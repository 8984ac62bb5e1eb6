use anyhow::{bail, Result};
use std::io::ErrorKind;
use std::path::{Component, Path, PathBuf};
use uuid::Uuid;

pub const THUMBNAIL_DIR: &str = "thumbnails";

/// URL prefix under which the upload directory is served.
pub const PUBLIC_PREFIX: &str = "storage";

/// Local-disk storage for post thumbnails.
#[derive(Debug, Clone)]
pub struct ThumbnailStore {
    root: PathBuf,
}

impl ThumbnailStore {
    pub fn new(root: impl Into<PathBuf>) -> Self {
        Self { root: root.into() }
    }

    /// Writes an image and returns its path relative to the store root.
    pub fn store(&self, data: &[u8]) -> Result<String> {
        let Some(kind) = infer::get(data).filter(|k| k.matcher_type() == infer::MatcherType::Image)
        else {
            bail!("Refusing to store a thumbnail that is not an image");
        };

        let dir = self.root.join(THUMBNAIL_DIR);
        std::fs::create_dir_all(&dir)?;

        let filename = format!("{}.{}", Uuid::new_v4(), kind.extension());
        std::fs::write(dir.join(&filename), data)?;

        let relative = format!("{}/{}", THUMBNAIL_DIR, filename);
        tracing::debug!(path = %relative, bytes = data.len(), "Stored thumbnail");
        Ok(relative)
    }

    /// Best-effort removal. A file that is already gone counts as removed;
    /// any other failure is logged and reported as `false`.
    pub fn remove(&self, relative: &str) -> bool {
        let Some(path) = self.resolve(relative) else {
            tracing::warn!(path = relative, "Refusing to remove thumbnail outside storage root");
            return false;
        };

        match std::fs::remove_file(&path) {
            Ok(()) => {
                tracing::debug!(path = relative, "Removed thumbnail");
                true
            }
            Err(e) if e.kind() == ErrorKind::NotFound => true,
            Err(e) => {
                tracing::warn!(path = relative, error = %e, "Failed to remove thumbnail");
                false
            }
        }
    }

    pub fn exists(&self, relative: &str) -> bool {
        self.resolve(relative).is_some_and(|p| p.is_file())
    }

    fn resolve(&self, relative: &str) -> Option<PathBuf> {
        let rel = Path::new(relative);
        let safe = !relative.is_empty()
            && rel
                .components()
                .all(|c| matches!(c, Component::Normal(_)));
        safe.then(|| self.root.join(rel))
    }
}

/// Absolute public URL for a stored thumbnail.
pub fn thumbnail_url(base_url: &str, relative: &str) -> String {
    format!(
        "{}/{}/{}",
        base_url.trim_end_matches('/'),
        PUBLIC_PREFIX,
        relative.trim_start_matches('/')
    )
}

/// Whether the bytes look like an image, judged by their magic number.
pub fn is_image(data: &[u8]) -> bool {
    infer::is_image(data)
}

--

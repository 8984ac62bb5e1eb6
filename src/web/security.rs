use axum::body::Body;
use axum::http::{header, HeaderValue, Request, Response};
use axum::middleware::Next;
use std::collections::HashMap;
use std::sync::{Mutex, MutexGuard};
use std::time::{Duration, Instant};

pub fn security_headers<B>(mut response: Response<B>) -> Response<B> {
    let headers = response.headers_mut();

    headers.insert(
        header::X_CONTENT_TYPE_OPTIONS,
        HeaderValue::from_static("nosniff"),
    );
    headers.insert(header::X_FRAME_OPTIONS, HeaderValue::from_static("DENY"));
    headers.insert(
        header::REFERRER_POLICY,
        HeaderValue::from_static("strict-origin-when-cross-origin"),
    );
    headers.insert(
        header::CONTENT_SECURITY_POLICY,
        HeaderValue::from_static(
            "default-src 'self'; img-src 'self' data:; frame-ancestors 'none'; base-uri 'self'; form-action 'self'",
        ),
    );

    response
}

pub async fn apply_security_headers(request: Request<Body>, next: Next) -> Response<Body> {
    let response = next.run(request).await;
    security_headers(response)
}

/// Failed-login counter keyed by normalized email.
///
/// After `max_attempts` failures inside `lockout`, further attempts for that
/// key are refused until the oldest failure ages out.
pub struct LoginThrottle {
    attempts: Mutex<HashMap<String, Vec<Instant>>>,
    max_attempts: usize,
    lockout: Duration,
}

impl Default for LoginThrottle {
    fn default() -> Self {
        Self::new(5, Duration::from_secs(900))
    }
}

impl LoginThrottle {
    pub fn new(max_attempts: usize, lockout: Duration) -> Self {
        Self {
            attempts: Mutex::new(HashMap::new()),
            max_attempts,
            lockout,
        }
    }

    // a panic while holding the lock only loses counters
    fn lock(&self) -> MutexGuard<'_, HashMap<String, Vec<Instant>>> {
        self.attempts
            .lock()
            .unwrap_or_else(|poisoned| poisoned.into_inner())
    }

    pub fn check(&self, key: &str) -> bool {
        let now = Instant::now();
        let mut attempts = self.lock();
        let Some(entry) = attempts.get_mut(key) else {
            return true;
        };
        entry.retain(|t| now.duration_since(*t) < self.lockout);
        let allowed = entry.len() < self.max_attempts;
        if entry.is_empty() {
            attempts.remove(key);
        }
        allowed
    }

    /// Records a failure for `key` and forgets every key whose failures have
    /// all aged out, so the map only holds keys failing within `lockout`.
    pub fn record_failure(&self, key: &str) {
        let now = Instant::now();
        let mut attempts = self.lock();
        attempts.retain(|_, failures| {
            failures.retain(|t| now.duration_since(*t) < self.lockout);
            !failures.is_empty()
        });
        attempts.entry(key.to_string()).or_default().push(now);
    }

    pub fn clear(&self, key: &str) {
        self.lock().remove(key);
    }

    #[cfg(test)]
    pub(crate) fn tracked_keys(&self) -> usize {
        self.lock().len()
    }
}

## EXERCISE REQUIREMENTS:
Sift the material for lines with the string "allowed". Copy each one found.

## WORKED SOLUTION:
        let allowed = entry.len() < self.max_attempts;
        allowed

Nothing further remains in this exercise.